Changing the face of addiction: Loved ones left behind share their stories

The NDP government has faced recent calls to declare a state of emergency over the fentanyl crisis in Alberta but, for one Calgary woman, it comes too late to save her partner.

“Our treatment, both from a policy and treatment perspective, has failed. It failed me, it failed Nathan and it failed Nathan’s family,” said Rosalind Davis, who watched the man join the ranks of the hundreds of Albertans who have lost their lives to the deadly drug.

Davis and her partner, Nathan Huggins-Rosenthal, purchased a house together in the autumn of 2014, and with Nathan helping out with renovations, their lives were growing together exactly as they had planned.

However, after injuring his back during the process, Huggins-Rosenthal took a prescription painkiller that led to addiction. Just 18 months later he was dead, and Davis was left with a lifetime of questions without answers.

“It was so incredibly senseless, but I didn’t think the addiction was that bad,” she told Postmedia.

“You wake up every morning and you feel like your skin is crawling . . . you check your phone every morning and you check your text messages because you don’t think it’s real.”

Huggins-Rosenthal wasn’t what the public generally envisions when thinking of a “stereotypical” addict.

“He had his MBA, he worked as a successful stockbroker . . . he wasn’t what would be considered a stereotypical user,” Davis said.

“Our typical weekend morning was just drinking coffee and reading the paper. We weren’t people who went out every weekend. We’d go to the dog park, we’d go to yoga. All of those normal things, and then one day he just lost interest in life,” she added.

After five or six months of being in the dark, Davis confronted her partner about the problem and they agreed to seek treatment in February 2015.

However, the system failed him, in Davis’ eyes.

The couple faced a four-month wait after being referred to an outpatient program at Foothills Medical Centre, and Davis believes it was a contributing factor in his death.

Now, six months after Huggins-Rosenthal’s overdose death, Davis wants to shed light on addiction, and try to stop that same system from failing someone else.

“It’s so easy to ignore when it’s not a problem that directly hits you. But it’s an epidemic, it’s touching more and more people,” she said.

“When you bring it out into the open you have more control over the situation. The more they push people into the shadows, or punish people who are addicted, you’re creating a bigger problem” Davis added.

Not far from the home Davis still resides in, a different family followed a different path, but endured the same tragic result.

John Cliffe — whose 35-year-old son Jason died recently from the drug — is begging anyone who may even think about taking fentanyl to think twice.

“I feel like I’ve got to do something for my son,” he said.

Jason was heavy into hockey in his youth, said his ex-wife, Jennifer.

“Boxing, too,” she said. “He was a bronze and silver glove winner in his first year, I think he was 12. He was a five-time gold gloves champion, and a Canadian champion until he gave it up at 19.”
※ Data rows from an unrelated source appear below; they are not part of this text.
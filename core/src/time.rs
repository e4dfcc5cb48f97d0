//! Time related utils.

use crate::Error;
use chrono::SecondsFormat;
use chrono::Utc;

/// DateTime is the alias for chrono::DateTime<Utc>.
pub type DateTime = chrono::DateTime<Utc>;

/// Create datetime of now.
pub fn now() -> DateTime {
    Utc::now()
}

/// Format time into http date: `Sun, 06 Nov 1994 08:49:37 GMT`
///
/// ## Note
///
/// HTTP date is slightly different from RFC2822.
///
/// - Timezone is fixed to GMT.
/// - Day must be 2 digit.
pub fn format_http_date(t: DateTime) -> String {
    t.format("%a, %d %b %Y %T GMT").to_string()
}

/// Format time into RFC3339 with second precision: `2022-03-01T08:12:34Z`
pub fn format_rfc3339(t: DateTime) -> String {
    t.to_rfc3339_opts(SecondsFormat::Secs, true)
}

/// Parse time from RFC3339.
///
/// All of them are valid time:
///
/// - `2022-03-13T07:20:04Z`
/// - `2022-03-01T08:12:34+00:00`
/// - `2022-03-01T08:12:34.123+00:00`
pub fn parse_rfc3339(s: &str) -> crate::Result<DateTime> {
    Ok(chrono::DateTime::parse_from_rfc3339(s)
        .map_err(|e| Error::unexpected("parse rfc3339 datetime failed").with_source(e))?
        .with_timezone(&Utc))
}

/// Parse time from RFC2822, as produced by [`format_http_date`].
pub fn parse_http_date(s: &str) -> crate::Result<DateTime> {
    Ok(chrono::DateTime::parse_from_rfc2822(s)
        .map_err(|e| Error::unexpected("parse http date failed").with_source(e))?
        .with_timezone(&Utc))
}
Jason went to Father Lacombe High School in 1997, before leaving in 1999 with a clear path for himself in mind.

He worked as a roofer for a number of years before finally opening his own business based in Calgary, Cliffe Exteriors, as a legacy for his two kids, who are five and nine.

Jason’s father and ex-wife want the public to know that the addict and the person are not one and the same.

“He was a wonderful boy and he was married, he had two little kids,” said his dad.

“He went to rehab last year, he was so good, and then he relapsed. He had money one night and he thought he would have some fun . . . and it killed him.

“You shouldn’t go before your children,” he said of his son’s death that now leaves two children without a father. “I just turned fifty-nine two weeks ago and I’m just broken.”

Jennifer said even though Jason battled addiction, he remained a good father.

“Even in our marriage, I had to separate the addiction from the person,” she said.

“Even through a lot of it, though, he was there for the kids.”

The death toll from the potent synthetic opiate has reached 153 in Alberta by the halfway point of 2016, adding to the 274 people who lost their lives last year.

John Cliffe said it’s time for action, to keep parents, friends and family from going through the same pain they’re going through now.

“It’s terrible. The government has to do something, and something soon,” he said.

“It’s like a disease for these young people. One time and they’re dead.

“He was old enough to know better, but it was an addiction. Age doesn’t matter, it doesn’t discriminate. You grieve for everybody when they die . . . but a son? It’s so hard.”

The grieving dad said his message is simple — and he hopes those who can make a difference are listening.

“If my message can save one kid, that’s all I care about.”